Stuporific!

Ted Crockett fails his saving throw against intelligence and is stunned by a fact from Jake Tapper! The stunned ox look is delightful.

I was also giggling at his sad, forlorn “Merry Christmas, Jake” as the clip ends. Sorry, Ted, that was a pathetic comeback.

Unfortunately, stupid might just be a winning strategy in the Alabama election.

Toughen up, Republicans!

A Republican insider giving advice to Democrats…are you going to trust him? Bruce Bartlett thinks Democrats need to toughen up, because we shouldn’t have asked for Franken’s resignation.

I’m torn about it, too — he was a good senator. But he was also flawed, and I’m glad that the issue of sexual harassment has become an important topic within the party I best identify with (but don’t wholly agree with, by a long shot).

However, can we just tell Republicans giving such advice to simply fuck off? Until they have enough fiber to repudiate the scumbags, who are far, far worse than Franken, I don’t think any of them have the privilege to give anyone advice.
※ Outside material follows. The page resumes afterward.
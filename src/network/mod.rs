pub mod client;
pub mod credentials;

pub use client::{ChatBackend, ChatReply, ClientError, FunctionClient};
When you’re strong enough to strip your support from Roy Moore, and when you’ve got the moral integrity to reject King Asshole who’s occupying the presidency, then maybe your advice will be worth listening to.

Are you happy? Or delusional?

A poll has determined where to find the good life, state by state. Do you live in a madly grinning state, or a kind of glum state?

How nice, I thought, I live in Minnesota, where we’re very pleased with ourselves. But then I noticed that Texas is also pretty smug, and how could anyone bear to live there?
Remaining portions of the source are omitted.